President Moon Jae-in will depart for China, Dec. 13, for a four-day state visit, Cheong Wa Dae said Wednesday.
It will be Moon's second state visit since his inauguration, May 10, following the first one to Indonesia.
"Moon will visit China at Chinese President Xi Jinping's invitation," presidential spokesman Park Soo-hyun said.
In Beijing, Moon will have a summit with Xi, a state dinner, and meetings with other ranking officials of the country including Prime Minister Li Keqiang. The bilateral talks with Xi will come about a month after their previous meeting which took place on the sidelines of the Asia-Pacific Economic Cooperation forum in Danang, Vietnam, Nov. 11.

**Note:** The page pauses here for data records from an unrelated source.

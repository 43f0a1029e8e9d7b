use eyre::Result;

use minidb::cli::Repl;
use minidb::Table;

fn main() -> Result<()> {
    let path = std::env::args().nth(1).unwrap_or_else(|| "minidb.db".to_string());

    let table = Table::open(&path)?;
    Repl::new(table)?.run()
}
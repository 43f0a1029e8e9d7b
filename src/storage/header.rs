//! # Database Header
//!
//! Page 0 of every database file begins with a 12-byte header of three
//! little-endian `u32` fields:
//!
//! ```text
//! Offset  Size  Field           Description
//! ------  ----  --------------  ----------------------------------------
//! 0       4     num_rows        Live row count (informational)
//! 4       4     root_page_num   Page number of the B-tree root
//! 8       4     next_free_page  Next page number to allocate
//! ```
//!
//! The remaining bytes of page 0 are zero. The header is read once at open
//! and written once at close; in between, the authoritative copy lives in
//! memory on the `Table` handle.
//!
//! `root_page_num` starts at 1 and changes only on root collapse; the
//! allocator cursor `next_free_page` starts at 2 and only ever increases
//! (deleted pages are not reclaimed within a session).

use eyre::{ensure, Result};
use zerocopy::little_endian::U32;
use zerocopy::{FromBytes, Immutable, IntoBytes, KnownLayout, Unaligned};

use super::TABLE_MAX_PAGES;

pub const DB_HEADER_SIZE: usize = 12;

#[repr(C)]
#[derive(Debug, Clone, Copy, FromBytes, IntoBytes, Immutable, KnownLayout, Unaligned)]
pub struct DbHeader {
    num_rows: U32,
    root_page_num: U32,
    next_free_page: U32,
}

const _: () = assert!(std::mem::size_of::<DbHeader>() == DB_HEADER_SIZE);

impl DbHeader {
    /// Header for a freshly initialized database: empty leaf root on page 1,
    /// allocator cursor past it.
    pub fn new_db() -> Self {
        Self {
            num_rows: U32::new(0),
            root_page_num: U32::new(1),
            next_free_page: U32::new(2),
        }
    }

    /// Reads and validates the header from page 0.
    pub fn read_from_page(page: &[u8]) -> Result<Self> {
        ensure!(
            page.len() >= DB_HEADER_SIZE,
            "buffer too small for DbHeader: {} < {}",
            page.len(),
            DB_HEADER_SIZE
        );

        let header = Self::read_from_bytes(&page[..DB_HEADER_SIZE])
            .map_err(|e| eyre::eyre!("failed to read DbHeader: {:?}", e))?;

        header.validate()?;

        Ok(header)
    }

    /// Writes the header to the start of page 0.
    pub fn write_to_page(&self, page: &mut [u8]) -> Result<()> {
        ensure!(
            page.len() >= DB_HEADER_SIZE,
            "buffer too small for DbHeader: {} < {}",
            page.len(),
            DB_HEADER_SIZE
        );

        page[..DB_HEADER_SIZE].copy_from_slice(self.as_bytes());
        Ok(())
    }

    /// Open-time sanity check: a root or allocator cursor that escapes the
    /// page range means the file is not one of ours (or is damaged).
    pub fn validate(&self) -> Result<()> {
        ensure!(
            self.root_page_num() >= 1 && (self.root_page_num() as usize) < TABLE_MAX_PAGES,
            "invalid header: root_page_num {} out of range",
            self.root_page_num()
        );
        ensure!(
            self.next_free_page() >= 2 && (self.next_free_page() as usize) <= TABLE_MAX_PAGES,
            "invalid header: next_free_page {} out of range",
            self.next_free_page()
        );
        Ok(())
    }

    zerocopy_accessors! {
        num_rows: u32,
        root_page_num: u32,
        next_free_page: u32,
    }
}
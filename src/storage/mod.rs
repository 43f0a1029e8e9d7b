//! # Storage Module
//!
//! This module provides the persistence layer for minidb: a buffered pager
//! over a single database file, plus the page-0 header that carries the tree
//! metadata across sessions.
//!
//! ## Architecture Overview
//!
//! The storage layer is deliberately simple. A database file is a sequence of
//! 4096-byte pages; the pager keeps a fixed-capacity table of in-memory page
//! buffers indexed by page number and loads pages lazily on first access.
//! There is no eviction: the working set is bounded by `TABLE_MAX_PAGES`, and
//! every resident page is written back unconditionally when the database is
//! closed. There is no dirty tracking and no write-ahead log; durability is
//! only at close.
//!
//! ## File Format
//!
//! ```text
//! Offset 0:       Page 0 (4096 B)   DB header, remaining bytes zero
//! Offset 4096:    Page 1 (4096 B)   B-tree node
//! Offset 8192:    Page 2 (4096 B)   B-tree node
//! ...
//! ```
//!
//! The file length must always be a whole number of pages; a partial trailing
//! page is treated as corruption at open time.
//!
//! ## Safety Model
//!
//! Page buffers are owned by the pager and handed out as slices. Loading a
//! page mutates the page table, so both `page` and `page_mut` take
//! `&mut self`; the borrow checker guarantees that no caller holds a buffer
//! across another page access. Tree code copies what it needs out of a page
//! and then writes page-at-a-time.
//!
//! ## Module Organization
//!
//! - `pager`: lazy-loading page buffer cache (`Pager`)
//! - `header`: page-0 database header (`DbHeader`)

mod header;
mod pager;

pub use header::{DbHeader, DB_HEADER_SIZE};
pub use pager::Pager;

pub const PAGE_SIZE: usize = 4096;
pub const TABLE_MAX_PAGES: usize = 1024;
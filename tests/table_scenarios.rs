//! End-to-end scenarios against the public `Table` API: round trips,
//! duplicate rejection, splits, rebalancing deletes, and the
//! order-independence of the final row set.

use minidb::{Row, Table};
use tempfile::tempdir;

fn row(id: i32) -> Row {
    Row::new(id, "user", "user@example.com").unwrap()
}

#[test]
fn basic_insert_select_round_trip() {
    let dir = tempdir().unwrap();
    let mut table = Table::open(dir.path().join("test.db")).unwrap();

    table.insert(&Row::new(1, "a", "a@a.com").unwrap()).unwrap();
    table.insert(&Row::new(2, "b", "b@b.com").unwrap()).unwrap();
    table.insert(&Row::new(3, "c", "c@c.com").unwrap()).unwrap();

    let rows = table.scan().unwrap();
    assert_eq!(rows.len(), 3);
    assert_eq!(rows[0].id(), 1);
    assert_eq!(rows[0].username().unwrap(), "a");
    assert_eq!(rows[1].id(), 2);
    assert_eq!(rows[1].email().unwrap(), "b@b.com");
    assert_eq!(rows[2].id(), 3);
}

#[test]
fn duplicate_key_is_rejected() {
    let dir = tempdir().unwrap();
    let mut table = Table::open(dir.path().join("test.db")).unwrap();

    table.insert(&Row::new(1, "a", "a@a.com").unwrap()).unwrap();
    let result = table.insert(&Row::new(1, "x", "x@x.com").unwrap());

    assert!(result.is_err());
    assert!(result.unwrap_err().to_string().contains("duplicate key"));

    let rows = table.scan().unwrap();
    assert_eq!(rows.len(), 1);
    assert_eq!(rows[0].username().unwrap(), "a");
}

#[test]
fn out_of_order_insertion_scans_sorted() {
    let dir = tempdir().unwrap();
    let mut table = Table::open(dir.path().join("test.db")).unwrap();

    let mut rejected = 0;
    for key in [3, 1, 4, 1, 5, 9, 2, 6] {
        if table.insert(&row(key)).is_err() {
            rejected += 1;
        }
    }

    assert_eq!(rejected, 1);
    let ids: Vec<i32> = table.scan().unwrap().iter().map(Row::id).collect();
    assert_eq!(ids, vec![1, 2, 3, 4, 5, 6, 9]);
}

#[test]
fn leaf_split_produces_internal_root() {
    let dir = tempdir().unwrap();
    let mut table = Table::open(dir.path().join("test.db")).unwrap();

    for key in 1..=20 {
        table.insert(&row(key)).unwrap();
    }

    let structure = table.structure().unwrap();
    assert!(structure.contains("internal (page 1"));
    assert!(structure.matches("- leaf").count() >= 2);

    let ids: Vec<i32> = table.scan().unwrap().iter().map(Row::id).collect();
    assert_eq!(ids, (1..=20).collect::<Vec<_>>());
}

#[test]
fn delete_with_rebalance_keeps_invariants_at_every_step() {
    let dir = tempdir().unwrap();
    let mut table = Table::open(dir.path().join("test.db")).unwrap();

    for key in 1..=20 {
        table.insert(&row(key)).unwrap();
    }
    for key in 1..=5 {
        table.delete(key).unwrap();
        table.validate().unwrap();
    }

    let ids: Vec<i32> = table.scan().unwrap().iter().map(Row::id).collect();
    assert_eq!(ids, (6..=20).collect::<Vec<_>>());
    assert_eq!(table.num_rows(), 15);
}

#[test]
fn delete_every_row_then_reinsert() {
    let dir = tempdir().unwrap();
    let mut table = Table::open(dir.path().join("test.db")).unwrap();

    for key in 1..=20 {
        table.insert(&row(key)).unwrap();
    }
    for key in 1..=20 {
        table.delete(key).unwrap();
    }

    assert_eq!(table.num_rows(), 0);
    assert!(table.scan().unwrap().is_empty());

    table.insert(&row(11)).unwrap();
    let ids: Vec<i32> = table.scan().unwrap().iter().map(Row::id).collect();
    assert_eq!(ids, vec![11]);
}

#[test]
fn final_row_set_is_order_independent() {
    let keys = [7, 23, 4, 42, 15, 8, 16, 1, 30, 9, 2, 28];
    let permutations: [Vec<i32>; 3] = [
        keys.to_vec(),
        keys.iter().rev().copied().collect(),
        {
            // interleave halves for a third distinct order
            let (a, b) = keys.split_at(keys.len() / 2);
            a.iter().zip(b.iter()).flat_map(|(x, y)| [*x, *y]).collect()
        },
    ];

    let mut sorted = keys.to_vec();
    sorted.sort();

    for (i, order) in permutations.iter().enumerate() {
        let dir = tempdir().unwrap();
        let mut table = Table::open(dir.path().join(format!("perm{}.db", i))).unwrap();
        for &key in order {
            table.insert(&row(key)).unwrap();
        }

        let ids: Vec<i32> = table.scan().unwrap().iter().map(Row::id).collect();
        assert_eq!(ids, sorted, "permutation {} scans out of order", i);
    }
}

#[test]
fn cursor_walks_rows_one_at_a_time() {
    let dir = tempdir().unwrap();
    let mut table = Table::open(dir.path().join("test.db")).unwrap();
    for key in [5, 3, 9] {
        table.insert(&row(key)).unwrap();
    }

    let mut cursor = table.scan_start().unwrap();
    let mut seen = Vec::new();
    while !cursor.end_of_table {
        seen.push(table.cursor_value(&cursor).unwrap().id());
        table.advance_cursor(&mut cursor).unwrap();
    }

    assert_eq!(seen, vec![3, 5, 9]);
}

#[test]
fn find_reports_hit_and_miss_positions() {
    let dir = tempdir().unwrap();
    let mut table = Table::open(dir.path().join("test.db")).unwrap();
    for key in [10, 20, 30] {
        table.insert(&row(key)).unwrap();
    }

    let hit = table.find(20).unwrap();
    assert!(!hit.end_of_table);
    assert_eq!(table.cursor_value(&hit).unwrap().id(), 20);

    // a miss between existing keys points at the next larger key
    let miss = table.find(25).unwrap();
    assert!(!miss.end_of_table);
    assert_eq!(table.cursor_value(&miss).unwrap().id(), 30);

    // a miss past every key is end-of-table
    let past = table.find(99).unwrap();
    assert!(past.end_of_table);
}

"Through the meetings, Moon, Xi and the Chinese officials will review the 25-year-old diplomatic relationship between the two countries and discuss ways to develop it," Park said. "They will also talk about how to deal with North Korea's nuclear and missile programs and bring peace to the Korean Peninsula."
The relations between the two countries had turned sour after Beijing protested Seoul's deployment of a U.S. Terminal High Altitude Area Defense (THAAD) battery and took unofficial economic retaliation against South Korean businesses.

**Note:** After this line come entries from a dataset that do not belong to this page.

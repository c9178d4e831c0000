//! Purchase-order workflow service.
//!
//! Drives each line item's fulfillment: quotation capture and approval,
//! order authorization, purchase confirmation and the final receipt
//! (tombamento), which creates the asset and closes the fulfillment in
//! one database transaction. The FSM guards live on the model; this
//! service persists the accepted transitions.

use serde::Serialize;
use utoipa::ToSchema;
use validator::Validate;

use crate::{
    error::{AppError, AppResult},
    models::{
        asset::{Asset, AssetStatus, HistoryEntry},
        request::{
            ApproveQuotation, CreateDirectPurchase, CreateRequest, LinkAsset, Quotation,
            ReceiptData, RequestDetails, RequestItem, SetQuotation, QUOTATION_SLOTS,
        },
    },
    repository::{assets::NewAsset, Repository},
    text::normalize,
};

/// Outcome of a finalized receipt
#[derive(Debug, Serialize, ToSchema)]
pub struct ReceiptResult {
    pub asset: Asset,
    pub item: RequestItem,
}

#[derive(Clone)]
pub struct PurchaseService {
    repository: Repository,
}

impl PurchaseService {
    pub fn new(repository: Repository) -> Self {
        Self { repository }
    }

    /// Open an employee-less request with one pre-seeded purchase-order
    /// fulfillment (stock replenishment).
    pub async fn create_direct_purchase(
        &self,
        data: CreateDirectPurchase,
    ) -> AppResult<RequestDetails> {
        data.validate()
            .map_err(|e| AppError::Validation(e.to_string()))?;
        let request = CreateRequest {
            employee_id: None,
            items: vec![data.item_type],
            notes: data.notes,
        };
        self.repository.requests.create(&request, true).await
    }

    /// Put one line item on the purchase-order path
    pub async fn mark_purchase_order(
        &self,
        request_id: i32,
        position: i16,
    ) -> AppResult<RequestItem> {
        let mut item = self.repository.requests.get_item(request_id, position).await?;
        item.mark_purchase_order()?;
        self.repository.requests.save_item(&item).await
    }

    /// Record or edit one quotation slot (Fornecedor 1/2/3)
    pub async fn set_quotation(
        &self,
        request_id: i32,
        position: i16,
        slot: i16,
        data: SetQuotation,
    ) -> AppResult<RequestItem> {
        let slot = Self::slot_index(slot)?;
        let mut item = self.repository.requests.get_item(request_id, position).await?;
        item.set_quotation(
            slot,
            Quotation {
                url: data.url,
                price: data.price,
                delivery_prediction: data.delivery_prediction,
            },
        )?;
        self.repository.requests.save_item(&item).await
    }

    /// `Pendente -> Cotação Aprovada`: lock in the winning quotation
    pub async fn approve_quotation(
        &self,
        request_id: i32,
        position: i16,
        data: ApproveQuotation,
    ) -> AppResult<RequestItem> {
        let slot = Self::slot_index(data.slot)?;
        let mut item = self.repository.requests.get_item(request_id, position).await?;
        item.approve_quotation(slot)?;
        self.repository.requests.save_item(&item).await
    }

    /// `Cotação Aprovada -> Pedido Autorizado`
    pub async fn authorize_order(&self, request_id: i32, position: i16) -> AppResult<RequestItem> {
        let mut item = self.repository.requests.get_item(request_id, position).await?;
        item.authorize_order()?;
        self.repository.requests.save_item(&item).await
    }

    /// `Pedido Autorizado -> Comprado`
    pub async fn mark_purchased(&self, request_id: i32, position: i16) -> AppResult<RequestItem> {
        let mut item = self.repository.requests.get_item(request_id, position).await?;
        item.mark_purchased()?;
        self.repository.requests.save_item(&item).await
    }

    /// Receipt (tombamento): create the asset and close the fulfillment
    /// in one transaction. Only reachable from `Comprado`, one-shot.
    pub async fn finalize_receipt(
        &self,
        request_id: i32,
        position: i16,
        data: ReceiptData,
    ) -> AppResult<ReceiptResult> {
        data.validate()
            .map_err(|e| AppError::Validation(e.to_string()))?;

        let request = self.repository.requests.get_by_id(request_id).await?;
        let mut item = self.repository.requests.get_item(request_id, position).await?;
        item.ensure_receivable()?;

        let (status, employee_id) = match request.employee_id {
            Some(employee_id) => {
                self.repository.employees.get_by_id(employee_id).await?;
                (AssetStatus::EmUso, Some(employee_id))
            }
            None => (AssetStatus::Disponivel, None),
        };

        let purchase_value = item.receipt_purchase_value();
        let account_code = self.default_account_code(&item.item_type).await?;
        let history = vec![HistoryEntry::new(
            "Tombamento",
            Some(format!("Recebido pela requisição {}", request_id)),
        )];

        let new_asset = NewAsset {
            asset_tag: data.asset_tag,
            name: data.name,
            asset_type: item.item_type.clone(),
            brand: data.brand,
            model: data.model,
            serial_number: data.serial_number,
            status,
            employee_id,
            department_id: None,
            purchase_value: Some(purchase_value),
            purchase_date: data.purchase_date,
            invoice_number: data.invoice_number,
            accounting_account_code: account_code,
            notes: data.notes,
            history,
        };

        let mut tx = self.repository.pool.begin().await?;
        let asset = self.repository.assets.insert_tx(&mut tx, &new_asset).await?;
        item.is_delivered = true;
        item.linked_asset_id = Some(asset.id);
        let item = self.repository.requests.save_item_tx(&mut tx, &item).await?;
        tx.commit().await?;

        tracing::info!(
            request_id,
            position,
            asset_id = asset.id,
            "purchase receipt finalized"
        );
        Ok(ReceiptResult { asset, item })
    }

    /// Stock-link path: resolve a fulfillment against an existing
    /// available asset, bypassing the purchase workflow entirely.
    pub async fn link_asset(
        &self,
        request_id: i32,
        position: i16,
        data: LinkAsset,
    ) -> AppResult<RequestItem> {
        let request = self.repository.requests.get_by_id(request_id).await?;
        let mut item = self.repository.requests.get_item(request_id, position).await?;
        item.ensure_stock_linkable()?;

        let asset = self.repository.assets.get_by_id(data.asset_id).await?;
        if asset.status != AssetStatus::Disponivel {
            return Err(AppError::BusinessRule(format!(
                "Asset {} is '{}', only available assets can be linked",
                asset.id, asset.status
            )));
        }

        match request.employee_id {
            Some(employee_id) => {
                let employee = self.repository.employees.get_by_id(employee_id).await?;
                let entry = HistoryEntry::new(
                    "Atribuído",
                    Some(format!(
                        "Requisição {}: {}",
                        request_id, employee.name
                    )),
                );
                self.repository
                    .assets
                    .set_assignment(asset.id, Some(employee_id), AssetStatus::EmUso, entry)
                    .await?;
            }
            None => {
                let entry = HistoryEntry::new(
                    "Reservado",
                    Some(format!("Requisição {}", request_id)),
                );
                self.repository.assets.append_history(asset.id, entry).await?;
            }
        }

        item.linked_asset_id = Some(asset.id);
        self.repository.requests.save_item(&item).await
    }

    /// Default accounting account for an item type, matched by
    /// normalized type name against the asset type configs.
    async fn default_account_code(&self, item_type: &str) -> AppResult<Option<String>> {
        let wanted = normalize(item_type);
        let configs = self.repository.accounting.list_type_configs().await?;
        Ok(configs
            .into_iter()
            .find(|c| normalize(&c.type_name) == wanted)
            .and_then(|c| c.account_code))
    }

    fn slot_index(slot: i16) -> AppResult<usize> {
        if slot < 0 || slot as usize >= QUOTATION_SLOTS {
            return Err(AppError::BadRequest(format!(
                "Quotation slot must be 0..={}, got {}",
                QUOTATION_SLOTS - 1,
                slot
            )));
        }
        Ok(slot as usize)
    }
}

The two governments made an agreement Oct. 31 to move forward by ending the diplomatic row over THAAD.
However, pundits note that the THAAD issue could re-emerge at anytime as China wants the removal of the system while South Korea says it is necessary to deter North Korea's missile threats.
Regarding the North Korea issue, Moon is expected to call on China, almost the North's only ally, to take more actions to stop Pyongyang's missile and nuclear provocations and urge it to come forward for negotiations. Pyongyang launched another intercontinental ballistic missile Nov. 29, which is believed to be capable of carrying a heavy warhead and striking anywhere on the U.S. mainland.

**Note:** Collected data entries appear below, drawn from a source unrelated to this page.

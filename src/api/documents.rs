//! Document generation and workbook exchange endpoints

use axum::{
    body::Bytes,
    extract::{Path, Query, State},
    http::{header, StatusCode},
    response::Response,
    Json,
};
use serde::Deserialize;
use utoipa::{IntoParams, ToSchema};

use crate::{
    error::{AppError, AppResult},
    models::import_report::ImportReport,
    AppState,
};

use super::AuthenticatedUser;

const PDF_CONTENT_TYPE: &str = "application/pdf";
const XLSX_CONTENT_TYPE: &str =
    "application/vnd.openxmlformats-officedocument.spreadsheetml.sheet";

/// Label sheet selection
#[derive(Deserialize, IntoParams, ToSchema)]
pub struct LabelQuery {
    /// Comma-separated asset IDs
    pub ids: String,
}

fn attachment(content_type: &str, filename: &str, bytes: Vec<u8>) -> AppResult<Response> {
    Response::builder()
        .status(StatusCode::OK)
        .header(header::CONTENT_TYPE, content_type)
        .header(
            header::CONTENT_DISPOSITION,
            format!("attachment; filename=\"{filename}\""),
        )
        .body(bytes.into())
        .map_err(|e| AppError::Internal(e.to_string()))
}

/// Responsibility term PDF for one employee
#[utoipa::path(
    get,
    path = "/documents/responsibility-term/{employee_id}",
    tag = "documents",
    security(("bearer_auth" = [])),
    params(("employee_id" = i32, Path, description = "Employee ID")),
    responses(
        (status = 200, description = "PDF document", content_type = "application/pdf"),
        (status = 404, description = "Employee not found"),
        (status = 422, description = "Employee holds no assets")
    )
)]
pub async fn responsibility_term(
    State(state): State<AppState>,
    AuthenticatedUser(claims): AuthenticatedUser,
    Path(employee_id): Path<i32>,
) -> AppResult<Response> {
    claims.require_read()?;
    let bytes = state
        .services
        .documents
        .responsibility_term(employee_id)
        .await?;
    attachment(
        PDF_CONTENT_TYPE,
        &format!("termo-responsabilidade-{employee_id}.pdf"),
        bytes,
    )
}

/// QR label sheet PDF for selected assets
#[utoipa::path(
    get,
    path = "/documents/labels",
    tag = "documents",
    security(("bearer_auth" = [])),
    params(LabelQuery),
    responses(
        (status = 200, description = "PDF document", content_type = "application/pdf"),
        (status = 400, description = "Bad or empty ID list"),
        (status = 404, description = "Unknown asset ID")
    )
)]
pub async fn asset_labels(
    State(state): State<AppState>,
    AuthenticatedUser(claims): AuthenticatedUser,
    Query(query): Query<LabelQuery>,
) -> AppResult<Response> {
    claims.require_read()?;
    let ids = query
        .ids
        .split(',')
        .filter(|s| !s.trim().is_empty())
        .map(|s| {
            s.trim()
                .parse::<i32>()
                .map_err(|_| AppError::BadRequest(format!("Invalid asset ID: {s}")))
        })
        .collect::<AppResult<Vec<i32>>>()?;
    let bytes = state.services.documents.labels(&ids).await?;
    attachment(PDF_CONTENT_TYPE, "etiquetas.pdf", bytes)
}

/// Full inventory export as an Excel workbook
#[utoipa::path(
    get,
    path = "/export/workbook",
    tag = "documents",
    security(("bearer_auth" = [])),
    responses(
        (status = 200, description = "Excel workbook", content_type = "application/vnd.openxmlformats-officedocument.spreadsheetml.sheet")
    )
)]
pub async fn export_workbook(
    State(state): State<AppState>,
    AuthenticatedUser(claims): AuthenticatedUser,
) -> AppResult<Response> {
    claims.require_read()?;
    let bytes = state.services.workbook.export().await?;
    attachment(XLSX_CONTENT_TYPE, "inventario.xlsx", bytes)
}

/// Bulk import from an Excel workbook
#[utoipa::path(
    post,
    path = "/import/workbook",
    tag = "documents",
    security(("bearer_auth" = [])),
    request_body(content = Vec<u8>, content_type = "application/octet-stream"),
    responses(
        (status = 200, description = "Import report", body = ImportReport),
        (status = 400, description = "Unreadable workbook"),
        (status = 403, description = "Admin role required")
    )
)]
pub async fn import_workbook(
    State(state): State<AppState>,
    AuthenticatedUser(claims): AuthenticatedUser,
    body: Bytes,
) -> AppResult<Json<ImportReport>> {
    claims.require_admin()?;
    let report = state.services.workbook.import(&body).await?;
    Ok(Json(report))
}
//! Audit sessions repository

use chrono::Utc;
use sqlx::{types::Json, Pool, Postgres};

use crate::{
    error::{AppError, AppResult},
    models::audit::{AuditEntry, AuditSession, AuditStatus, CreateAudit},
};

#[derive(Clone)]
pub struct AuditsRepository {
    pool: Pool<Postgres>,
}

impl AuditsRepository {
    pub fn new(pool: Pool<Postgres>) -> Self {
        Self { pool }
    }

    /// List sessions, newest first
    pub async fn list(&self) -> AppResult<Vec<AuditSession>> {
        let rows = sqlx::query_as::<_, AuditSession>(
            "SELECT * FROM audit_sessions ORDER BY started_date DESC",
        )
        .fetch_all(&self.pool)
        .await?;
        Ok(rows)
    }

    /// Get session by ID
    pub async fn get_by_id(&self, id: i32) -> AppResult<AuditSession> {
        sqlx::query_as::<_, AuditSession>("SELECT * FROM audit_sessions WHERE id = $1")
            .bind(id)
            .fetch_optional(&self.pool)
            .await?
            .ok_or_else(|| AppError::NotFound(format!("Audit session {} not found", id)))
    }

    /// Latest session, if any (for stats)
    pub async fn get_latest(&self) -> AppResult<Option<AuditSession>> {
        let row = sqlx::query_as::<_, AuditSession>(
            "SELECT * FROM audit_sessions ORDER BY started_date DESC LIMIT 1",
        )
        .fetch_optional(&self.pool)
        .await?;
        Ok(row)
    }

    /// Open a new session
    pub async fn create(&self, data: &CreateAudit) -> AppResult<AuditSession> {
        let row = sqlx::query_as::<_, AuditSession>(
            r#"
            INSERT INTO audit_sessions (label, status, started_date, entries)
            VALUES ($1, $2, $3, $4)
            RETURNING *
            "#,
        )
        .bind(&data.label)
        .bind(AuditStatus::Aberta)
        .bind(Utc::now())
        .bind(Json(Vec::<AuditEntry>::new()))
        .fetch_one(&self.pool)
        .await?;
        Ok(row)
    }

    /// Replace the entry log of a session
    pub async fn update_entries(
        &self,
        id: i32,
        entries: &[AuditEntry],
    ) -> AppResult<AuditSession> {
        sqlx::query_as::<_, AuditSession>(
            "UPDATE audit_sessions SET entries = $1 WHERE id = $2 RETURNING *",
        )
        .bind(Json(entries))
        .bind(id)
        .fetch_optional(&self.pool)
        .await?
        .ok_or_else(|| AppError::NotFound(format!("Audit session {} not found", id)))
    }

    /// Close a session
    pub async fn close(&self, id: i32) -> AppResult<AuditSession> {
        sqlx::query_as::<_, AuditSession>(
            r#"
            UPDATE audit_sessions
            SET status = $1, finished_date = $2
            WHERE id = $3
            RETURNING *
            "#,
        )
        .bind(AuditStatus::Encerrada)
        .bind(Utc::now())
        .bind(id)
        .fetch_optional(&self.pool)
        .await?
        .ok_or_else(|| AppError::NotFound(format!("Audit session {} not found", id)))
    }
}
//! Maintenance check-out/check-in service

use validator::Validate;

use crate::{
    error::{AppError, AppResult},
    models::{
        asset::{AssetStatus, HistoryEntry},
        maintenance::{CloseMaintenance, CreateMaintenance, MaintenanceTicket},
    },
    repository::Repository,
    services::notify::NotifyService,
};

#[derive(Clone)]
pub struct MaintenanceService {
    repository: Repository,
    notify: NotifyService,
}

impl MaintenanceService {
    pub fn new(repository: Repository, notify: NotifyService) -> Self {
        Self { repository, notify }
    }

    pub async fn list(&self, open_only: bool) -> AppResult<Vec<MaintenanceTicket>> {
        self.repository.maintenance.list(open_only).await
    }

    pub async fn get(&self, id: i32) -> AppResult<MaintenanceTicket> {
        self.repository.maintenance.get_by_id(id).await
    }

    pub async fn list_by_asset(&self, asset_id: i32) -> AppResult<Vec<MaintenanceTicket>> {
        self.repository.assets.get_by_id(asset_id).await?;
        self.repository.maintenance.list_by_asset(asset_id).await
    }

    /// Check out an asset to a repair provider. The asset keeps its
    /// assignment so check-in can restore it.
    pub async fn open(&self, data: CreateMaintenance) -> AppResult<MaintenanceTicket> {
        data.validate()
            .map_err(|e| AppError::Validation(e.to_string()))?;

        let asset = self.repository.assets.get_by_id(data.asset_id).await?;
        if asset.status == AssetStatus::Baixado {
            return Err(AppError::BusinessRule(
                "Written-off assets cannot be sent to maintenance".to_string(),
            ));
        }
        if asset.status == AssetStatus::Manutencao {
            return Err(AppError::BusinessRule(
                "Asset is already in maintenance".to_string(),
            ));
        }
        if let Some(open) = self
            .repository
            .maintenance
            .get_open_for_asset(data.asset_id)
            .await?
        {
            return Err(AppError::Conflict(format!(
                "Asset already has open maintenance ticket {}",
                open.id
            )));
        }

        let ticket = self.repository.maintenance.create(&data).await?;
        let entry = HistoryEntry::new(
            "Enviado para manutenção",
            Some(ticket.description.clone()),
        );
        self.repository
            .assets
            .set_status(data.asset_id, AssetStatus::Manutencao, entry)
            .await?;

        self.notify
            .send(&format!(
                "Ativo '{}' enviado para manutenção: {}",
                asset.name, ticket.description
            ))
            .await;

        Ok(ticket)
    }

    /// Check in a repaired asset, restoring its pre-maintenance
    /// assignment state.
    pub async fn close(&self, id: i32, data: CloseMaintenance) -> AppResult<MaintenanceTicket> {
        let ticket = self.repository.maintenance.get_by_id(id).await?;
        if !ticket.is_open() {
            return Err(AppError::BusinessRule(
                "Maintenance ticket is already closed".to_string(),
            ));
        }

        let closed = self
            .repository
            .maintenance
            .close(id, data.cost, data.notes)
            .await?;

        let asset = self.repository.assets.get_by_id(ticket.asset_id).await?;
        let restored = if asset.employee_id.is_some() {
            AssetStatus::EmUso
        } else {
            AssetStatus::Disponivel
        };
        let entry = HistoryEntry::new("Retornou da manutenção", None);
        self.repository
            .assets
            .set_status(ticket.asset_id, restored, entry)
            .await?;

        Ok(closed)
    }
}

After a two-day stay in Beijing, Moon will head for Chongqing, Dec. 15, which is a key region in the "One Road, One Belt" initiative which seeks to link China with Southeast Asia, Central Asia and Europe. Chongqing is also where Korea's provisional government was located from 1940 to 1945, when the peninsula was under Japanese colonial rule (1910-1945).
"Moon's visit will be an opportunity to recover the two nations' exchanges and cooperation, an opportunity for another 25 years of relations," Park said.
A large number of businesspeople are likely to accompany the President out of high expectations for the normalization of business activities in China which have been troubled because of the THAAD row.
Many CEO- or chairperson-level officials are expected to participate in the tour, considering that it will be the first trip to China by businesspeople on the occasion of a president's visit since September 2015, and that Moon will visit the country as a state guest.